Recorded data
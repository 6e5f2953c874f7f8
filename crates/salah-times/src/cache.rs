//! Place-name cache in front of reverse geocoding.
//!
//! Lookups are served from an exact-match map; misses go to the network at
//! most once per rate-limit window, across all coordinates. The map is never
//! evicted, so it grows with the number of distinct coordinates seen.

use std::collections::HashMap;
use std::sync::Arc;
use std::time::Duration;

use tokio::sync::Mutex;
use tokio::time::Instant;

use crate::geocode::{GeocodeError, Geocoder};
use crate::types::Coordinates;

pub const UNKNOWN_LOCATION: &str = "Unknown Location";
pub const DEFAULT_RATE_LIMIT: Duration = Duration::from_secs(60);
pub const DEFAULT_CALL_TIMEOUT: Duration = Duration::from_secs(10);

#[derive(Debug, Default)]
struct CacheState {
    names: HashMap<Coordinates, String>,
    last_request: Option<Instant>,
    last_known: Option<String>,
}

impl CacheState {
    fn fallback(&self) -> String {
        self.last_known
            .clone()
            .unwrap_or_else(|| UNKNOWN_LOCATION.to_string())
    }
}

/// Rate-limited reverse-geocoding cache.
///
/// The state lock is held across the network call, so one cache never has
/// more than one lookup in flight.
pub struct GeocodeCache<G: ?Sized> {
    geocoder: Arc<G>,
    rate_limit: Duration,
    call_timeout: Duration,
    state: Mutex<CacheState>,
}

impl<G: Geocoder + ?Sized> GeocodeCache<G> {
    pub fn new(geocoder: Arc<G>) -> Self {
        Self::with_limits(geocoder, DEFAULT_RATE_LIMIT, DEFAULT_CALL_TIMEOUT)
    }

    pub fn with_limits(geocoder: Arc<G>, rate_limit: Duration, call_timeout: Duration) -> Self {
        Self {
            geocoder,
            rate_limit,
            call_timeout,
            state: Mutex::new(CacheState::default()),
        }
    }

    /// Place name for `coordinates`; never fails.
    pub async fn name_for(&self, coordinates: Coordinates) -> String {
        let mut state = self.state.lock().await;

        if let Some(name) = state.names.get(&coordinates) {
            return name.clone();
        }

        let now = Instant::now();
        if let Some(last) = state.last_request {
            if now.duration_since(last) < self.rate_limit {
                tracing::debug!(
                    "Reverse geocoding for {} rate limited; using last known name",
                    coordinates
                );
                return state.fallback();
            }
        }

        state.last_request = Some(now);
        let result = match tokio::time::timeout(
            self.call_timeout,
            self.geocoder.reverse(coordinates),
        )
        .await
        {
            Ok(result) => result,
            Err(_) => Err(GeocodeError::Timeout),
        };

        match result {
            Ok(name) => {
                state.names.insert(coordinates, name.clone());
                state.last_known = Some(name.clone());
                name
            }
            Err(e) => {
                tracing::warn!("Reverse geocoding {} failed: {}", coordinates, e);
                state.fallback()
            }
        }
    }

    /// Number of cached coordinate pairs
    pub async fn len(&self) -> usize {
        self.state.lock().await.names.len()
    }

    pub async fn is_empty(&self) -> bool {
        self.state.lock().await.names.is_empty()
    }
}
pub mod config;
pub mod error;

pub use config::{
    Config, GeocodingConfig, LocationConfig, ReloadPolicyKind, StorageConfig, TimelineConfig,
    ValidationResult,
};
pub use error::{
    AppError, CalculationError, ConfigError, DatabaseError, LocationError, NetworkError,
    ReqwestErrorExt, RusqliteErrorExt,
};

use anyhow::Result;

/// Initialize logging for the host app and the widget refresh loop
pub fn init() -> Result<()> {
    tracing_subscriber::fmt()
        .with_env_filter(
            tracing_subscriber::EnvFilter::try_from_default_env()
                .unwrap_or_else(|_| tracing_subscriber::EnvFilter::new("info")),
        )
        .with_writer(std::io::stderr)
        .try_init()
        .map_err(|e| anyhow::anyhow!("Failed to initialize tracing: {}", e))?;

    tracing::info!("Salah Times core initialized");
    Ok(())
}
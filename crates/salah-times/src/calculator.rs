//! Prayer computation adapter.
//!
//! Turns the user's [`Settings`] into calculation parameters and asks the
//! [`astronomy`](crate::astronomy) module for one calendar day of instants.

use chrono::{DateTime, Duration, NaiveDate, Utc};
use salah_core::CalculationError;

use crate::astronomy::SolarTime;
use crate::types::{
    mark_next_prayer, CalculationMethod, Coordinates, HighLatitudeRule, Prayer, PrayerAdjustments,
    PrayerTime, Settings,
};

/// Twilight angles and fixed offsets behind a named method
#[derive(Debug, Clone, Copy, PartialEq)]
pub struct MethodParams {
    pub fajr_angle: f64,
    pub isha_angle: f64,
    /// Minutes after Maghrib; when non-zero it replaces `isha_angle`
    pub isha_interval: u32,
    /// Offsets the method itself prescribes, added to the user's
    pub method_adjustments: PrayerAdjustments,
}

impl MethodParams {
    pub fn for_method(method: CalculationMethod) -> Self {
        let dhuhr_plus_one = PrayerAdjustments {
            dhuhr: 1,
            ..PrayerAdjustments::default()
        };
        let (fajr_angle, isha_angle, isha_interval, method_adjustments) = match method {
            CalculationMethod::MuslimWorldLeague => (18.0, 17.0, 0, dhuhr_plus_one),
            CalculationMethod::Egyptian => (19.5, 17.5, 0, dhuhr_plus_one),
            CalculationMethod::Karachi => (18.0, 18.0, 0, dhuhr_plus_one),
            CalculationMethod::NorthAmerica => (15.0, 15.0, 0, dhuhr_plus_one),
            CalculationMethod::Kuwait => (18.0, 17.5, 0, PrayerAdjustments::default()),
            CalculationMethod::Qatar => (18.0, 0.0, 90, PrayerAdjustments::default()),
            CalculationMethod::Singapore => (20.0, 18.0, 0, dhuhr_plus_one),
        };
        Self {
            fajr_angle,
            isha_angle,
            isha_interval,
            method_adjustments,
        }
    }

    /// Fractions of the night bounding Fajr (before sunrise) and Isha
    /// (after sunset)
    pub fn night_portions(&self, rule: HighLatitudeRule) -> (f64, f64) {
        match rule {
            HighLatitudeRule::MiddleOfTheNight => (1.0 / 2.0, 1.0 / 2.0),
            HighLatitudeRule::SeventhOfTheNight => (1.0 / 7.0, 1.0 / 7.0),
            HighLatitudeRule::TwilightAngle => (self.fajr_angle / 60.0, self.isha_angle / 60.0),
        }
    }
}

fn instant(midnight: DateTime<Utc>, hours: f64) -> Option<DateTime<Utc>> {
    if !hours.is_finite() {
        return None;
    }
    let seconds = (hours * 3600.0).floor() as i64;
    midnight.checked_add_signed(Duration::seconds(seconds))
}

fn scaled(duration: Duration, factor: f64) -> Duration {
    Duration::seconds((duration.num_seconds() as f64 * factor).round() as i64)
}

/// Round to the nearest minute, halves rounding up
fn round_to_minute(time: DateTime<Utc>) -> DateTime<Utc> {
    let secs = time.timestamp();
    let rem = secs.rem_euclid(60);
    let floor = secs - rem;
    let rounded = if rem >= 30 { floor + 60 } else { floor };
    DateTime::from_timestamp(rounded, 0).unwrap_or(time)
}

/// Compute the ordered prayer instants of `date` at `coordinates`.
///
/// Prayers the sun never defines for that day are left out. The call fails
/// when transit, sunrise or sunset cannot be found (polar day or night), or
/// when the coordinates are out of range.
pub fn compute(
    coordinates: Coordinates,
    date: NaiveDate,
    settings: &Settings,
) -> Result<Vec<(Prayer, DateTime<Utc>)>, CalculationError> {
    if !coordinates.is_valid() {
        return Err(CalculationError::InvalidCoordinates {
            latitude: coordinates.latitude,
            longitude: coordinates.longitude,
        });
    }
    let tomorrow = date
        .succ_opt()
        .ok_or_else(|| CalculationError::InvalidDate(date.to_string()))?;
    let midnight = date
        .and_hms_opt(0, 0, 0)
        .ok_or_else(|| CalculationError::InvalidDate(date.to_string()))?
        .and_utc();
    let tomorrow_midnight = midnight + Duration::days(1);

    let params = MethodParams::for_method(settings.calculation_method);
    let solar = SolarTime::new(date, coordinates);
    let tomorrow_solar = SolarTime::new(tomorrow, coordinates);

    let unavailable = || CalculationError::Unavailable(format!("{date} at {coordinates}"));
    let dhuhr = instant(midnight, solar.transit).ok_or_else(unavailable)?;
    let sunrise = instant(midnight, solar.sunrise).ok_or_else(unavailable)?;
    let sunset = instant(midnight, solar.sunset).ok_or_else(unavailable)?;
    let tomorrow_sunrise =
        instant(tomorrow_midnight, tomorrow_solar.sunrise).ok_or_else(unavailable)?;

    let asr = instant(midnight, solar.afternoon(settings.madhab.shadow_length()));
    let night = tomorrow_sunrise - sunset;
    let (fajr_portion, isha_portion) = params.night_portions(settings.high_latitude_rule);

    let safe_fajr = sunrise - scaled(night, fajr_portion);
    let fajr = match instant(midnight, solar.hour_angle(-params.fajr_angle, false)) {
        Some(fajr) if fajr >= safe_fajr => fajr,
        _ => safe_fajr,
    };

    let isha = if params.isha_interval > 0 {
        sunset + Duration::minutes(i64::from(params.isha_interval))
    } else {
        let safe_isha = sunset + scaled(night, isha_portion);
        match instant(midnight, solar.hour_angle(-params.isha_angle, true)) {
            Some(isha) if isha <= safe_isha => isha,
            _ => safe_isha,
        }
    };

    let raw = [
        (Prayer::Fajr, Some(fajr)),
        (Prayer::Sunrise, Some(sunrise)),
        (Prayer::Dhuhr, Some(dhuhr)),
        (Prayer::Asr, asr),
        (Prayer::Maghrib, Some(sunset)),
        (Prayer::Isha, Some(isha)),
    ];

    let times = raw
        .into_iter()
        .filter_map(|(prayer, time)| {
            let offset = settings.adjustments.get(prayer) + params.method_adjustments.get(prayer);
            time.map(|t| (prayer, round_to_minute(t + Duration::minutes(i64::from(offset)))))
        })
        .collect();

    Ok(times)
}

/// Compute a day and flag the first prayer strictly after `now`.
///
/// Failures collapse into an empty list; the caller turns that into an
/// error entry.
pub fn prayer_times_for(
    coordinates: Coordinates,
    date: NaiveDate,
    settings: &Settings,
    now: DateTime<Utc>,
) -> Vec<PrayerTime> {
    match compute(coordinates, date, settings) {
        Ok(times) => {
            let mut prayers: Vec<PrayerTime> = times
                .into_iter()
                .map(|(prayer, time)| PrayerTime::new(prayer, time))
                .collect();
            mark_next_prayer(&mut prayers, now);
            prayers
        }
        Err(e) => {
            tracing::warn!("Prayer computation failed: {}", e);
            Vec::new()
        }
    }
}
use std::sync::atomic::{AtomicUsize, Ordering};
use std::sync::Arc;
use std::time::Duration;

use chrono::Utc;
use domain::{DomainError, Group, GroupId, MessageStatus, RepositoryError, UserProfile};
use uuid::Uuid;

use super::test_support::{direct, drain_events, to_group, user, Harness};
use crate::dto::SendOutcome;
use crate::error::ApplicationError;
use crate::events::ServerEvent;
use crate::repository::{
    GroupRepository, MessageRepository, MockGroupRepository, MockMessageRepository,
};

fn created(outcome: SendOutcome) -> crate::dto::MessageRecord {
    match outcome {
        SendOutcome::Created(record) => record,
        SendOutcome::Duplicate => panic!("expected a new message"),
    }
}

#[tokio::test]
async fn test_direct_message_to_offline_receiver_stays_sent() {
    let harness = Harness::new();
    let router = harness.router();
    let (sender, receiver) = (user(), user());

    let record = created(router.send_message(direct(sender, receiver, "hi")).await.unwrap());
    harness.tasks.drain().await;

    assert_eq!(record.status, MessageStatus::Sent);
    assert_eq!(record.receiver_id, Some(receiver));
    assert!(record.group_id.is_none());
    let stored = harness.messages.find_by_id(record.id).await.unwrap().unwrap();
    assert_eq!(stored.status, MessageStatus::Sent);
}

#[tokio::test]
async fn test_direct_message_to_online_receiver_is_delivered_and_pushed() {
    let harness = Harness::new();
    let router = harness.router();
    let (sender, receiver) = (user(), user());
    harness
        .users
        .insert(UserProfile {
            id: sender,
            username: Some("alice".to_string()),
            avatar_url: None,
        })
        .await;
    let mut receiver_rx = harness.go_online(receiver);

    let record = created(router.send_message(direct(sender, receiver, "hi")).await.unwrap());
    harness.tasks.drain().await;

    assert_eq!(record.status, MessageStatus::Delivered);
    let events = drain_events(&mut receiver_rx);
    assert_eq!(events.len(), 1);
    match &events[0] {
        ServerEvent::ReceiveMessage(payload) => {
            assert_eq!(payload.message.id, record.id);
            assert_eq!(payload.sender.username.as_deref(), Some("alice"));
        }
        other => panic!("unexpected event {other:?}"),
    }
}

#[tokio::test]
async fn test_unknown_sender_profile_falls_back_to_id_only() {
    let harness = Harness::new();
    let router = harness.router();
    let (sender, receiver) = (user(), user());
    let mut receiver_rx = harness.go_online(receiver);

    router.send_message(direct(sender, receiver, "hi")).await.unwrap();
    harness.tasks.drain().await;

    match drain_events(&mut receiver_rx).pop() {
        Some(ServerEvent::ReceiveMessage(payload)) => {
            assert_eq!(payload.sender, UserProfile::anonymous(sender));
        }
        other => panic!("unexpected event {other:?}"),
    }
}

#[tokio::test]
async fn test_identical_send_within_window_is_collapsed() {
    let harness = Harness::new();
    let router = harness.router();
    let (sender, receiver) = (user(), user());

    created(router.send_message(direct(sender, receiver, "hi")).await.unwrap());
    harness.clock.advance(Duration::from_millis(2_500));
    let second = router.send_message(direct(sender, receiver, "hi")).await.unwrap();
    assert_eq!(second, SendOutcome::Duplicate);
    assert_eq!(harness.messages.len().await, 1);

    harness.clock.advance(Duration::from_millis(3_000));
    created(router.send_message(direct(sender, receiver, "hi")).await.unwrap());
    assert_eq!(harness.messages.len().await, 2);
}

#[tokio::test]
async fn test_group_send_marks_online_members_once() {
    let harness = Harness::new();
    let router = harness.router();
    let (sender, a, b, c, offline) = (user(), user(), user(), user(), user());
    let group_id = harness.group_with(&[sender, a, b, c, offline, a]).await;
    let _sender_rx = harness.go_online(sender);
    let mut receivers = vec![harness.go_online(a), harness.go_online(b), harness.go_online(c)];

    let record = created(router.send_message(to_group(sender, group_id, "standup")).await.unwrap());
    harness.tasks.drain().await;

    assert_eq!(record.status, MessageStatus::Delivered);
    let mut delivered: Vec<_> = record.delivered_to.iter().map(|r| r.user_id).collect();
    delivered.sort();
    let mut expected = vec![a, b, c];
    expected.sort();
    assert_eq!(delivered, expected);

    for rx in receivers.iter_mut() {
        let events = drain_events(rx);
        assert_eq!(events.len(), 1);
        assert!(matches!(&events[0], ServerEvent::ReceiveGroupMessage(p) if p.message.id == record.id));
    }

    let group = harness.groups.find_by_id(group_id).await.unwrap().unwrap();
    assert_eq!(group.updated_at, record.created_at);
}

#[tokio::test]
async fn test_group_send_with_nobody_online_stays_sent() {
    let harness = Harness::new();
    let router = harness.router();
    let (sender, member) = (user(), user());
    let group_id = harness.group_with(&[sender, member]).await;

    let record = created(router.send_message(to_group(sender, group_id, "anyone?")).await.unwrap());

    assert_eq!(record.status, MessageStatus::Sent);
    assert!(record.delivered_to.is_empty());
}

#[tokio::test]
async fn test_validation_failures_do_not_record_suppression_key() {
    let harness = Harness::new();
    let router = harness.router();
    let (sender, outsider) = (user(), user());
    let group_id = harness.group_with(&[sender]).await;

    let err = router.send_message(direct(sender, user(), "   ")).await.unwrap_err();
    assert!(matches!(err, ApplicationError::Domain(DomainError::InvalidArgument { .. })));

    let err = router
        .send_message(to_group(outsider, group_id, "let me in"))
        .await
        .unwrap_err();
    assert!(matches!(err, ApplicationError::Domain(DomainError::NotGroupMember)));

    let err = router
        .send_message(to_group(sender, GroupId::from(Uuid::new_v4()), "hi"))
        .await
        .unwrap_err();
    assert!(matches!(err, ApplicationError::Domain(DomainError::GroupNotFound)));

    assert!(harness.suppressor.is_empty());
    assert!(harness.messages.is_empty().await);
}

#[tokio::test]
async fn test_persist_failure_is_returned_and_nothing_is_pushed() {
    let harness = Harness::new();
    let mut repository = MockMessageRepository::new();
    repository
        .expect_create()
        .times(1)
        .returning(|_| Err(RepositoryError::storage("connection reset")));
    let router = harness.router_with(
        Arc::new(repository),
        harness.groups.clone(),
        harness.users.clone(),
    );
    let (sender, receiver) = (user(), user());
    let mut receiver_rx = harness.go_online(receiver);

    let err = router.send_message(direct(sender, receiver, "hi")).await.unwrap_err();
    harness.tasks.drain().await;

    assert!(matches!(err, ApplicationError::Repository(RepositoryError::Storage { .. })));
    assert!(drain_events(&mut receiver_rx).is_empty());
}

#[tokio::test]
async fn test_retry_after_persist_failure_is_not_collapsed() {
    let harness = Harness::new();
    let attempts = Arc::new(AtomicUsize::new(0));
    let mut repository = MockMessageRepository::new();
    let counter = attempts.clone();
    repository.expect_create().times(2).returning(move |message| {
        if counter.fetch_add(1, Ordering::SeqCst) == 0 {
            Err(RepositoryError::storage("connection reset"))
        } else {
            Ok(message)
        }
    });
    let router = harness.router_with(
        Arc::new(repository),
        harness.groups.clone(),
        harness.users.clone(),
    );
    let (sender, receiver) = (user(), user());

    assert!(router.send_message(direct(sender, receiver, "hi")).await.is_err());
    assert!(harness.suppressor.is_empty());

    harness.clock.advance(Duration::from_millis(500));
    let retry = router.send_message(direct(sender, receiver, "hi")).await.unwrap();
    harness.tasks.drain().await;

    assert!(matches!(retry, SendOutcome::Created(_)));
    assert_eq!(attempts.load(Ordering::SeqCst), 2);
}

#[tokio::test]
async fn test_group_touch_failure_is_swallowed() {
    let harness = Harness::new();
    let (sender, member) = (user(), user());
    let group = Group {
        id: GroupId::from(Uuid::new_v4()),
        name: "ops".to_string(),
        members: vec![sender, member],
        updated_at: Utc::now(),
    };
    let group_id = group.id;

    let mut groups = MockGroupRepository::new();
    groups
        .expect_find_by_id()
        .returning(move |_| Ok(Some(group.clone())));
    groups
        .expect_touch()
        .times(1)
        .returning(|_, _| Err(RepositoryError::storage("timeout")));
    let router = harness.router_with(harness.messages.clone(), Arc::new(groups), harness.users.clone());
    let mut member_rx = harness.go_online(member);

    let record = created(router.send_message(to_group(sender, group_id, "deploy done")).await.unwrap());
    harness.tasks.drain().await;

    assert_eq!(record.status, MessageStatus::Delivered);
    assert_eq!(harness.tasks.failed_count(), 1);
    assert_eq!(drain_events(&mut member_rx).len(), 1);
    assert_eq!(harness.messages.len().await, 1);
}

**WHAT YOU NEED TO DO**. Your answer should be one number: how many lines of the records hold "SeqCst".

**RESPONSE**. 2